Slightly more creative was the work of Michael Slamaj, a former Yugoslavian spy who teamed up with Scotland Yard's former top fingerprint expert to forge $2.5 trillion in US government bonds. That's $2.5 trillion, just in case your mind refused to process such madness the first time around. Obviously, they needed to explain this sudden wealth, as most local credit unions will ask a few questions if you stroll in off the street and try to deposit Russia's GDP. So the pair decided to glom onto the Philippines treasure legend, with Slamaj claiming to have discovered the bonds hidden in the jungle (unusually, he claimed they were in a crashed US plane rather than a Japanese tunnel). Fortunately, their plot was easily foiled, since the bonds included a bunch of typos ("dollar" instead of "dollars") and had clearly been printed on an inkjet printer.

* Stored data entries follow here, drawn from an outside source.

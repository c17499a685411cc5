// Consistency validation between the post store and the vector index

#[cfg(test)]
mod tests;

use std::collections::HashSet;
use tracing::{debug, error, info, warn};

use crate::Result;
use crate::database::sqlite::Database;
use crate::service::IndexingService;

/// Compares post rows with index entries
pub struct ConsistencyValidator<'a> {
    database: &'a Database,
    service: &'a IndexingService,
}

/// Results of a consistency check
#[derive(Debug, Clone, PartialEq, Eq)]
pub struct ConsistencyReport {
    pub posts: usize,
    pub indexed_entries: usize,
    /// Stored posts with no index entry, or never marked as indexed
    pub missing_in_index: Vec<String>,
    /// Index entries whose id has no post row
    pub orphaned_in_index: Vec<String>,
    pub is_consistent: bool,
}

/// Outcome of a reindex pass
#[derive(Debug, Clone, Default, PartialEq, Eq)]
pub struct ReindexStats {
    pub reindexed: usize,
    pub failed: Vec<String>,
}

impl<'a> ConsistencyValidator<'a> {
    #[inline]
    pub fn new(database: &'a Database, service: &'a IndexingService) -> Self {
        Self { database, service }
    }

    /// Validate consistency between the post store and the vector index
    #[inline]
    pub async fn validate_consistency(&self) -> Result<ConsistencyReport> {
        info!("Starting consistency validation between posts and vector index");

        let post_ids: HashSet<String> = self.database.list_post_ids().await?.into_iter().collect();
        let unindexed: HashSet<String> = self
            .database
            .list_unindexed_posts()
            .await?
            .into_iter()
            .map(|post| post.id)
            .collect();
        let index_ids: HashSet<String> = self
            .service
            .indexed_ids()
            .await?
            .into_iter()
            .map(String::from)
            .collect();

        debug!(
            "Found {} posts and {} index entries",
            post_ids.len(),
            index_ids.len()
        );

        let mut missing_in_index: Vec<String> = post_ids
            .iter()
            .filter(|id| !index_ids.contains(*id) || unindexed.contains(*id))
            .cloned()
            .collect();
        missing_in_index.sort();

        let mut orphaned_in_index: Vec<String> =
            index_ids.difference(&post_ids).cloned().collect();
        orphaned_in_index.sort();

        let is_consistent = missing_in_index.is_empty() && orphaned_in_index.is_empty();

        let report = ConsistencyReport {
            posts: post_ids.len(),
            indexed_entries: index_ids.len(),
            missing_in_index,
            orphaned_in_index,
            is_consistent,
        };

        if report.is_consistent {
            info!("Post store and vector index are consistent");
        } else {
            log_consistency_issues(&report);
        }

        Ok(report)
    }

    /// Re-runs the idempotent upsert for every post the index is missing
    #[inline]
    pub async fn reindex_missing(&self, report: &ConsistencyReport) -> Result<ReindexStats> {
        let mut stats = ReindexStats::default();
        if report.missing_in_index.is_empty() {
            return Ok(stats);
        }

        info!("Reindexing {} posts", report.missing_in_index.len());

        for id in &report.missing_in_index {
            let Some(post) = self.database.get_post(id).await? else {
                warn!("Post {} disappeared before it could be reindexed", id);
                continue;
            };

            match self.service.reindex(&post.to_document()?).await {
                Ok(_) => {
                    self.database.mark_indexed(id).await?;
                    stats.reindexed += 1;
                    debug!("Reindexed post {}", id);
                }
                Err(e) => {
                    error!("Failed to reindex post {}: {}", id, e);
                    stats.failed.push(id.clone());
                }
            }
        }

        info!(
            "Reindexed {} posts, {} still missing",
            stats.reindexed,
            stats.failed.len()
        );
        Ok(stats)
    }

    /// Checks, then reindexes whatever the check found missing
    #[inline]
    pub async fn reconcile(&self) -> Result<(ConsistencyReport, ReindexStats)> {
        let report = self.validate_consistency().await?;
        let stats = self.reindex_missing(&report).await?;
        Ok((report, stats))
    }
}

fn log_consistency_issues(report: &ConsistencyReport) {
    if !report.missing_in_index.is_empty() {
        warn!(
            "Found {} posts missing from the vector index",
            report.missing_in_index.len()
        );
    }

    if !report.orphaned_in_index.is_empty() {
        warn!(
            "Found {} orphaned entries in the vector index",
            report.orphaned_in_index.len()
        );
    }
}

impl ConsistencyReport {
    /// Get a human-readable summary of the consistency report
    #[inline]
    pub fn summary(&self) -> String {
        if self.is_consistent {
            format!(
                "Consistent: {} posts, {} index entries",
                self.posts, self.indexed_entries
            )
        } else {
            format!(
                "Inconsistencies found: {} missing in index, {} orphaned in index",
                self.missing_in_index.len(),
                self.orphaned_in_index.len()
            )
        }
    }

    #[inline]
    pub fn total_issues(&self) -> usize {
        self.missing_in_index.len() + self.orphaned_in_index.len()
    }
}
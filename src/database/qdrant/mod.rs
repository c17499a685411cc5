// Qdrant vector index client
// Remote counterpart of the embedded LanceDB store

#[cfg(test)]
mod tests;

use async_trait::async_trait;
use qdrant_client::qdrant::{
    self, CountPointsBuilder, CreateCollectionBuilder, Distance, PointId, PointStruct,
    ScrollPointsBuilder, SearchPointsBuilder, UpsertPointsBuilder, Value as QdrantValue,
    VectorParamsBuilder,
};
use qdrant_client::{Qdrant, QdrantError};
use std::collections::HashMap;
use std::time::Duration;
use tonic::Code;
use tracing::{debug, info, warn};
use uuid::Uuid;

use crate::config::Config;
use crate::database::index::{CollectionSpec, DistanceMetric, IndexPoint, ScoredPoint, VectorIndex};
use crate::identity::DocumentId;
use crate::{Result, SearchError};

const SCROLL_PAGE_SIZE: u32 = 256;

/// Connection settings for a Qdrant endpoint
#[derive(Debug, Clone, PartialEq, Eq)]
pub struct QdrantSettings {
    pub url: String,
    pub api_key: Option<String>,
    pub timeout: Duration,
}

impl QdrantSettings {
    #[inline]
    pub fn from_config(config: &Config) -> Result<Self> {
        let url = config
            .index
            .endpoint
            .clone()
            .filter(|url| !url.trim().is_empty())
            .ok_or_else(|| SearchError::Config("Qdrant backend requires an endpoint".to_string()))?;

        Ok(Self {
            url,
            api_key: config.index.api_key.clone(),
            timeout: config.service.index_timeout(),
        })
    }
}

/// Vector index backed by a Qdrant collection
pub struct QdrantIndex {
    client: Qdrant,
}

impl std::fmt::Debug for QdrantIndex {
    #[inline]
    fn fmt(&self, f: &mut std::fmt::Formatter<'_>) -> std::fmt::Result {
        f.debug_struct("QdrantIndex").finish_non_exhaustive()
    }
}

/// Transient failures are worth retrying; bad credentials or a malformed
/// request will fail the same way next time.
fn classify(context: &str, err: QdrantError) -> SearchError {
    let message = format!("{context}: {err}");
    match &err {
        QdrantError::ResponseError { status } => match status.code() {
            Code::Unauthenticated | Code::PermissionDenied => SearchError::Config(message),
            Code::InvalidArgument
            | Code::FailedPrecondition
            | Code::OutOfRange
            | Code::Unimplemented
            | Code::NotFound
            | Code::AlreadyExists => SearchError::Database(message),
            _ => SearchError::DependencyUnavailable(message),
        },
        QdrantError::ResourceExhaustedError { .. } | QdrantError::Io(_) => {
            SearchError::DependencyUnavailable(message)
        }
        QdrantError::InvalidUri(_) => SearchError::Config(message),
        _ => SearchError::Database(message),
    }
}

fn is_already_exists(err: &QdrantError) -> bool {
    matches!(err, QdrantError::ResponseError { status } if status.code() == Code::AlreadyExists)
}

fn to_qdrant_distance(metric: DistanceMetric) -> Distance {
    match metric {
        DistanceMetric::Cosine => Distance::Cosine,
        DistanceMetric::Euclidean => Distance::Euclid,
        DistanceMetric::Dot => Distance::Dot,
    }
}

fn from_qdrant_distance(distance: Distance) -> Option<DistanceMetric> {
    match distance {
        Distance::Cosine => Some(DistanceMetric::Cosine),
        Distance::Euclid => Some(DistanceMetric::Euclidean),
        Distance::Dot => Some(DistanceMetric::Dot),
        _ => None,
    }
}

/// Qdrant only accepts UUIDs or integers as point ids. Ids that are not UUIDs
/// map to a name-based UUID; the original id travels in the payload.
/// Only the lowercase hyphenated form is used as-is, since Qdrant normalises
/// every other UUID spelling and would fold distinct ids into one point.
fn point_id_for(id: &DocumentId) -> PointId {
    let uuid = id
        .as_uuid()
        .filter(|uuid| uuid.hyphenated().to_string() == id.as_str())
        .unwrap_or_else(|| Uuid::new_v5(&Uuid::NAMESPACE_OID, id.as_str().as_bytes()));
    PointId::from(uuid.to_string())
}

fn payload_for(point: &IndexPoint) -> HashMap<String, QdrantValue> {
    let mut payload = HashMap::new();
    payload.insert(
        "id".to_string(),
        QdrantValue::from(point.payload.id.as_str().to_string()),
    );
    if let Some(title) = &point.payload.title {
        payload.insert("title".to_string(), QdrantValue::from(title.clone()));
    }
    payload
}

fn payload_string(payload: &HashMap<String, QdrantValue>, key: &str) -> Option<String> {
    match payload.get(key).and_then(|v| v.kind.as_ref()) {
        Some(qdrant::value::Kind::StringValue(s)) => Some(s.clone()),
        _ => None,
    }
}

fn point_id_string(point_id: Option<&PointId>) -> Option<String> {
    match point_id.and_then(|p| p.point_id_options.as_ref()) {
        Some(qdrant::point_id::PointIdOptions::Uuid(uuid)) => Some(uuid.clone()),
        Some(qdrant::point_id::PointIdOptions::Num(num)) => Some(num.to_string()),
        None => None,
    }
}

/// Recovers the canonical id, preferring the payload over the point id.
fn document_id_of(
    payload: &HashMap<String, QdrantValue>,
    point_id: Option<&PointId>,
) -> Result<DocumentId> {
    let raw = payload_string(payload, "id")
        .or_else(|| point_id_string(point_id))
        .ok_or_else(|| SearchError::Database("Point has no id".to_string()))?;
    DocumentId::parse(&raw)
}

/// Qdrant reports Euclidean distance directly; flip it so higher is more similar.
fn normalize_score(metric: DistanceMetric, raw: f32) -> f32 {
    match metric {
        DistanceMetric::Euclidean => -raw,
        DistanceMetric::Cosine | DistanceMetric::Dot => raw,
    }
}

fn extract_config_params(info: &qdrant::CollectionInfo) -> Option<(usize, Option<DistanceMetric>)> {
    let vectors = info.config.as_ref()?.params.as_ref()?.vectors_config.as_ref()?;
    match vectors.config.as_ref()? {
        qdrant::vectors_config::Config::Params(p) => {
            Some((p.size as usize, from_qdrant_distance(p.distance())))
        }
        qdrant::vectors_config::Config::ParamsMap(map) => map
            .map
            .values()
            .next()
            .map(|p| (p.size as usize, from_qdrant_distance(p.distance()))),
    }
}

impl QdrantIndex {
    #[inline]
    pub fn connect(settings: &QdrantSettings) -> Result<Self> {
        let mut builder = Qdrant::from_url(&settings.url);

        if let Some(api_key) = &settings.api_key {
            builder = builder.api_key(api_key.clone());
        }

        builder = builder.timeout(settings.timeout);

        let client = builder
            .build()
            .map_err(|e| SearchError::Config(format!("Failed to build Qdrant client: {e}")))?;

        info!("Qdrant client configured for {}", settings.url);
        Ok(Self { client })
    }

    async fn create(&self, spec: &CollectionSpec) -> Result<()> {
        let builder = CreateCollectionBuilder::new(&spec.name).vectors_config(
            VectorParamsBuilder::new(spec.dimension as u64, to_qdrant_distance(spec.metric)),
        );
        match self.client.create_collection(builder).await {
            Ok(_) => {
                info!(
                    "Created collection '{}' with {} dimensions ({})",
                    spec.name, spec.dimension, spec.metric
                );
                Ok(())
            }
            // Another writer created it first
            Err(e) if is_already_exists(&e) => {
                debug!("Collection '{}' appeared concurrently", spec.name);
                self.verify(spec).await
            }
            Err(e) => Err(classify("Failed to create collection", e)),
        }
    }

    async fn verify(&self, spec: &CollectionSpec) -> Result<()> {
        let info = self
            .client
            .collection_info(&spec.name)
            .await
            .map_err(|e| classify("Failed to read collection info", e))?
            .result
            .ok_or_else(|| SearchError::Database("Collection info missing result".to_string()))?;

        let (dimension, metric) = extract_config_params(&info).ok_or_else(|| {
            SearchError::SchemaConflict(format!(
                "Collection '{}' has no single vector configuration",
                spec.name
            ))
        })?;
        debug!("Collection '{}' exists, verifying shape", spec.name);
        spec.check_existing(dimension, metric)
    }
}

#[async_trait]
impl VectorIndex for QdrantIndex {
    #[inline]
    fn backend_name(&self) -> &'static str {
        "qdrant"
    }

    #[inline]
    async fn ensure_collection(&self, spec: &CollectionSpec) -> Result<()> {
        if self.collection_exists(&spec.name).await? {
            self.verify(spec).await
        } else {
            self.create(spec).await
        }
    }

    #[inline]
    async fn collection_exists(&self, name: &str) -> Result<bool> {
        self.client
            .collection_exists(name)
            .await
            .map_err(|e| classify("Failed to check collection", e))
    }

    #[inline]
    async fn recreate_collection(&self, spec: &CollectionSpec) -> Result<()> {
        if self.collection_exists(&spec.name).await? {
            warn!("Deleting collection '{}' and all of its points", spec.name);
            self.client
                .delete_collection(&spec.name)
                .await
                .map_err(|e| classify("Failed to delete collection", e))?;
        }
        self.create(spec).await
    }

    #[inline]
    async fn upsert(&self, spec: &CollectionSpec, points: Vec<IndexPoint>) -> Result<()> {
        if points.is_empty() {
            return Ok(());
        }
        for point in &points {
            spec.check_vector(&point.vector)?;
        }

        let count = points.len();
        let points: Vec<PointStruct> = points
            .into_iter()
            .map(|point| {
                let payload = payload_for(&point);
                PointStruct::new(point_id_for(&point.id), point.vector, payload)
            })
            .collect();

        self.client
            .upsert_points(UpsertPointsBuilder::new(&spec.name, points).wait(true))
            .await
            .map_err(|e| classify("Failed to upsert points", e))?;

        debug!("Upserted {} points into '{}'", count, spec.name);
        Ok(())
    }

    #[inline]
    async fn query(
        &self,
        spec: &CollectionSpec,
        vector: &[f32],
        limit: usize,
    ) -> Result<Vec<ScoredPoint>> {
        spec.check_vector(vector)?;
        if limit == 0 {
            return Ok(Vec::new());
        }

        let response = self
            .client
            .search_points(
                SearchPointsBuilder::new(&spec.name, vector.to_vec(), limit as u64)
                    .with_payload(true),
            )
            .await
            .map_err(|e| classify("Failed to search points", e))?;

        response
            .result
            .into_iter()
            .take(limit)
            .map(|point| {
                Ok(ScoredPoint {
                    id: document_id_of(&point.payload, point.id.as_ref())?,
                    score: normalize_score(spec.metric, point.score),
                    title: payload_string(&point.payload, "title"),
                })
            })
            .collect()
    }

    #[inline]
    async fn count(&self, spec: &CollectionSpec) -> Result<u64> {
        let response = self
            .client
            .count(CountPointsBuilder::new(&spec.name).exact(true))
            .await
            .map_err(|e| classify("Failed to count points", e))?;
        Ok(response.result.map_or(0, |r| r.count))
    }

    #[inline]
    async fn list_ids(&self, spec: &CollectionSpec) -> Result<Vec<DocumentId>> {
        let mut ids = Vec::new();
        let mut offset: Option<PointId> = None;

        loop {
            let mut builder = ScrollPointsBuilder::new(&spec.name)
                .limit(SCROLL_PAGE_SIZE)
                .with_payload(true);
            if let Some(offset) = offset.take() {
                builder = builder.offset(offset);
            }

            let page = self
                .client
                .scroll(builder)
                .await
                .map_err(|e| classify("Failed to scroll points", e))?;

            for point in &page.result {
                ids.push(document_id_of(&point.payload, point.id.as_ref())?);
            }

            match page.next_page_offset {
                Some(next) => offset = Some(next),
                None => break,
            }
        }

        Ok(ids)
    }
}
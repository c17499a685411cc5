
use anyhow::{Context, Result};
use serde::{Deserialize, Serialize};
use std::fs;
use std::path::{Path, PathBuf};
use std::time::Duration;
use thiserror::Error;
use url::Url;

use crate::database::index::{CollectionSpec, DistanceMetric};
use crate::embeddings::ollama::DEFAULT_EMBEDDING_DIMENSION;

const APP_DIR_NAME: &str = "post-search";

#[derive(Debug, Clone, Serialize, Deserialize, PartialEq)]
pub struct Config {
    pub ollama: OllamaConfig,
    #[serde(default)]
    pub index: IndexConfig,
    #[serde(default)]
    pub service: ServiceConfig,
    #[serde(skip)]
    pub base_dir: PathBuf,
}

#[derive(Debug, Clone, Serialize, Deserialize, PartialEq)]
#[serde(default)]
pub struct OllamaConfig {
    pub protocol: String,
    pub host: String,
    pub port: u16,
    pub model: String,
    pub embedding_dimension: u32,
}

impl Default for OllamaConfig {
    fn default() -> Self {
        Self {
            protocol: "http".to_string(),
            host: "localhost".to_string(),
            port: 11434,
            model: "all-minilm:latest".to_string(),
            embedding_dimension: DEFAULT_EMBEDDING_DIMENSION,
        }
    }
}

#[derive(Debug, Clone, Copy, Serialize, Deserialize, PartialEq, Eq, Default)]
pub enum IndexBackend {
    #[default]
    #[serde(rename = "lancedb")]
    LanceDb,
    #[serde(rename = "qdrant")]
    Qdrant,
}

impl std::fmt::Display for IndexBackend {
    #[inline]
    fn fmt(&self, f: &mut std::fmt::Formatter<'_>) -> std::fmt::Result {
        match *self {
            IndexBackend::LanceDb => write!(f, "lancedb"),
            IndexBackend::Qdrant => write!(f, "qdrant"),
        }
    }
}

#[derive(Debug, Clone, Serialize, Deserialize, PartialEq)]
#[serde(default)]
pub struct IndexConfig {
    pub backend: IndexBackend,
    /// Qdrant URL, or a directory overriding the default LanceDB location
    pub endpoint: Option<String>,
    pub api_key: Option<String>,
    pub collection_name: String,
    pub metric: DistanceMetric,
}

impl Default for IndexConfig {
    fn default() -> Self {
        Self {
            backend: IndexBackend::LanceDb,
            endpoint: None,
            api_key: None,
            collection_name: "posts".to_string(),
            metric: DistanceMetric::Cosine,
        }
    }
}

#[derive(Debug, Clone, Serialize, Deserialize, PartialEq, Eq)]
#[serde(default)]
pub struct ServiceConfig {
    pub max_workers: usize,
    pub embed_timeout_secs: u64,
    pub index_timeout_secs: u64,
    pub default_search_limit: usize,
}

impl Default for ServiceConfig {
    fn default() -> Self {
        Self {
            max_workers: 1,
            embed_timeout_secs: 30,
            index_timeout_secs: 60,
            default_search_limit: 5,
        }
    }
}

#[derive(Debug, Error)]
pub enum ConfigError {
    #[error("Configuration directory not found or could not be created")]
    DirectoryError,
    #[error("Invalid URL format: {0}")]
    InvalidUrl(String),
    #[error("Invalid port: {0} (must be between 1 and 65535)")]
    InvalidPort(u16),
    #[error("Invalid model name: {0} (cannot be empty)")]
    InvalidModel(String),
    #[error("Invalid protocol: {0} (must be 'http' or 'https')")]
    InvalidProtocol(String),
    #[error("Invalid embedding dimension: {0} (must be between 64 and 4096)")]
    InvalidEmbeddingDimension(u32),
    #[error("Missing collection name")]
    MissingCollectionName,
    #[error("The {0} backend requires an endpoint")]
    MissingEndpoint(IndexBackend),
    #[error("Invalid max workers: {0} (must be between 1 and 64)")]
    InvalidMaxWorkers(usize),
    #[error("Invalid timeout: {0}s (must be between 1 and 600 seconds)")]
    InvalidTimeout(u64),
    #[error("Invalid default search limit: {0} (must be between 1 and 100)")]
    InvalidSearchLimit(usize),
    #[error("IO error: {0}")]
    Io(#[from] std::io::Error),
    #[error("TOML parsing error: {0}")]
    TomlParse(#[from] toml::de::Error),
    #[error("TOML serialization error: {0}")]
    TomlSerialize(#[from] toml::ser::Error),
}

impl Default for Config {
    fn default() -> Self {
        Self {
            ollama: OllamaConfig::default(),
            index: IndexConfig::default(),
            service: ServiceConfig::default(),
            base_dir: Self::config_dir().unwrap_or_else(|_| PathBuf::from(".")),
        }
    }
}

impl Config {
    /// Platform configuration directory for the application
    #[inline]
    pub fn config_dir() -> Result<PathBuf, ConfigError> {
        dirs::config_dir()
            .map(|dir| dir.join(APP_DIR_NAME))
            .ok_or(ConfigError::DirectoryError)
    }

    /// Load from the platform configuration directory
    #[inline]
    pub fn load() -> Result<Self> {
        let config_dir = Self::config_dir().context("Failed to locate config directory")?;
        Self::load_from(config_dir)
    }

    /// Load `config.toml` from `config_dir`, falling back to defaults when absent.
    /// Environment overrides are applied before validation.
    #[inline]
    pub fn load_from<P: AsRef<Path>>(config_dir: P) -> Result<Self> {
        let config_path = config_dir.as_ref().join("config.toml");

        let mut config = if config_path.exists() {
            let content = fs::read_to_string(&config_path).with_context(|| {
                format!("Failed to read config file: {}", config_path.display())
            })?;
            toml::from_str::<Config>(&content).with_context(|| {
                format!("Failed to parse config file: {}", config_path.display())
            })?
        } else {
            Self {
                ollama: OllamaConfig::default(),
                index: IndexConfig::default(),
                service: ServiceConfig::default(),
                base_dir: PathBuf::new(),
            }
        };
        config.base_dir = config_dir.as_ref().to_path_buf();
        config.apply_env_overrides();

        config
            .validate()
            .with_context(|| "Configuration validation failed")?;

        Ok(config)
    }

    #[inline]
    pub fn save(&self) -> Result<()> {
        self.validate()
            .context("Configuration validation failed before saving")?;

        let config_dir = self.get_base_dir();

        fs::create_dir_all(config_dir).with_context(|| {
            format!(
                "Failed to create config directory: {}",
                config_dir.display()
            )
        })?;

        let config_path = self.config_file_path();
        let content = toml::to_string_pretty(self).context("Failed to serialize config to TOML")?;

        fs::write(&config_path, content)
            .with_context(|| format!("Failed to write config file: {}", config_path.display()))?;

        Ok(())
    }

    #[inline]
    pub fn apply_env_overrides(&mut self) {
        self.apply_overrides_from(|key| std::env::var(key).ok());
    }

    /// Applies `QDRANT_URL`, `QDRANT_API_KEY`, `QDRANT_COLLECTION_NAME` and
    /// `OLLAMA_MODEL` as looked up through `lookup`. Empty values are ignored.
    #[inline]
    pub fn apply_overrides_from<F>(&mut self, lookup: F)
    where
        F: Fn(&str) -> Option<String>,
    {
        let lookup = |key: &str| lookup(key).filter(|value| !value.trim().is_empty());

        if let Some(url) = lookup("QDRANT_URL") {
            self.index.backend = IndexBackend::Qdrant;
            self.index.endpoint = Some(url);
        }
        if let Some(api_key) = lookup("QDRANT_API_KEY") {
            self.index.api_key = Some(api_key);
        }
        if let Some(collection) = lookup("QDRANT_COLLECTION_NAME") {
            self.index.collection_name = collection;
        }
        if let Some(model) = lookup("OLLAMA_MODEL") {
            self.ollama.model = model;
        }
    }

    /// Get the base directory for the application
    #[inline]
    pub fn get_base_dir(&self) -> &Path {
        &self.base_dir
    }

    #[inline]
    pub fn validate(&self) -> Result<(), ConfigError> {
        self.ollama.validate()?;
        self.index.validate()?;
        self.service.validate()?;
        Ok(())
    }

    #[inline]
    pub fn ollama_url(&self) -> Result<Url, ConfigError> {
        self.ollama.ollama_url()
    }

    #[inline]
    pub fn config_file_path(&self) -> PathBuf {
        self.get_base_dir().join("config.toml")
    }

    /// Get the path for the SQLite post store
    #[inline]
    pub fn database_path(&self) -> PathBuf {
        self.get_base_dir().join("posts.db")
    }

    /// Get the path for the LanceDB directory
    #[inline]
    pub fn vector_database_path(&self) -> PathBuf {
        match (&self.index.backend, &self.index.endpoint) {
            (IndexBackend::LanceDb, Some(endpoint)) => PathBuf::from(endpoint),
            _ => self.get_base_dir().join("vectors"),
        }
    }

    /// The collection every service call targets
    #[inline]
    pub fn collection_spec(&self) -> CollectionSpec {
        CollectionSpec {
            name: self.index.collection_name.clone(),
            dimension: self.ollama.embedding_dimension as usize,
            metric: self.index.metric,
        }
    }
}

impl OllamaConfig {
    pub fn validate(&self) -> Result<(), ConfigError> {
        if self.protocol != "http" && self.protocol != "https" {
            return Err(ConfigError::InvalidProtocol(self.protocol.clone()));
        }

        let url_str = format!("{}://{}:{}", self.protocol, self.host, self.port);
        Url::parse(&url_str).map_err(|_| ConfigError::InvalidUrl(url_str))?;

        if self.port == 0 {
            return Err(ConfigError::InvalidPort(self.port));
        }

        if self.model.trim().is_empty() {
            return Err(ConfigError::InvalidModel(self.model.clone()));
        }

        if !(64..=4096).contains(&self.embedding_dimension) {
            return Err(ConfigError::InvalidEmbeddingDimension(
                self.embedding_dimension,
            ));
        }

        Ok(())
    }

    pub fn ollama_url(&self) -> Result<Url, ConfigError> {
        let url_str = format!("{}://{}:{}", self.protocol, self.host, self.port);
        Url::parse(&url_str).map_err(|_| ConfigError::InvalidUrl(url_str))
    }

    pub fn set_protocol(&mut self, protocol: String) -> Result<(), ConfigError> {
        if protocol != "http" && protocol != "https" {
            return Err(ConfigError::InvalidProtocol(protocol));
        }
        self.protocol = protocol;
        Ok(())
    }

    pub fn set_host(&mut self, host: String) -> Result<(), ConfigError> {
        let temp_config = OllamaConfig {
            host: host.clone(),
            ..self.clone()
        };
        temp_config.validate()?;
        self.host = host;
        Ok(())
    }

    pub fn set_port(&mut self, port: u16) -> Result<(), ConfigError> {
        if port == 0 {
            return Err(ConfigError::InvalidPort(port));
        }
        self.port = port;
        Ok(())
    }

    pub fn set_model(&mut self, model: String) -> Result<(), ConfigError> {
        if model.trim().is_empty() {
            return Err(ConfigError::InvalidModel(model));
        }
        self.model = model;
        Ok(())
    }

    pub fn set_embedding_dimension(&mut self, dimension: u32) -> Result<(), ConfigError> {
        if !(64..=4096).contains(&dimension) {
            return Err(ConfigError::InvalidEmbeddingDimension(dimension));
        }
        self.embedding_dimension = dimension;
        Ok(())
    }
}

impl IndexConfig {
    pub fn validate(&self) -> Result<(), ConfigError> {
        if self.collection_name.trim().is_empty() {
            return Err(ConfigError::MissingCollectionName);
        }

        if self.backend == IndexBackend::Qdrant {
            let endpoint = self
                .endpoint
                .as_deref()
                .filter(|e| !e.trim().is_empty())
                .ok_or(ConfigError::MissingEndpoint(self.backend))?;
            Url::parse(endpoint).map_err(|_| ConfigError::InvalidUrl(endpoint.to_string()))?;
        }

        Ok(())
    }

    pub fn set_collection_name(&mut self, name: String) -> Result<(), ConfigError> {
        if name.trim().is_empty() {
            return Err(ConfigError::MissingCollectionName);
        }
        self.collection_name = name;
        Ok(())
    }
}

impl ServiceConfig {
    pub fn validate(&self) -> Result<(), ConfigError> {
        if !(1..=64).contains(&self.max_workers) {
            return Err(ConfigError::InvalidMaxWorkers(self.max_workers));
        }

        for timeout in [self.embed_timeout_secs, self.index_timeout_secs] {
            if !(1..=600).contains(&timeout) {
                return Err(ConfigError::InvalidTimeout(timeout));
            }
        }

        if !(1..=100).contains(&self.default_search_limit) {
            return Err(ConfigError::InvalidSearchLimit(self.default_search_limit));
        }

        Ok(())
    }

    #[inline]
    pub fn embed_timeout(&self) -> Duration {
        Duration::from_secs(self.embed_timeout_secs)
    }

    #[inline]
    pub fn index_timeout(&self) -> Duration {
        Duration::from_secs(self.index_timeout_secs)
    }
}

Since 1996, the $22 billion Golden Budha judgment has been appealed, increased, reduced, overturned, reinstated...just pick a legal concept, it's probably happened. There are still ongoing lawsuits between the parties today, with potential judgments in the millions rather than billions. But, let's all take a moment to recognize the brave man who walked into a US court and said, "Yeah, I found secret underground treasure and here's NASA's least favorite psychic to back me up," and was so convincing the jury jumped to their feet and awarded him all the money on Earth. Say what you will about Roxas, they could steal his big gold statue, but never his big brass balls.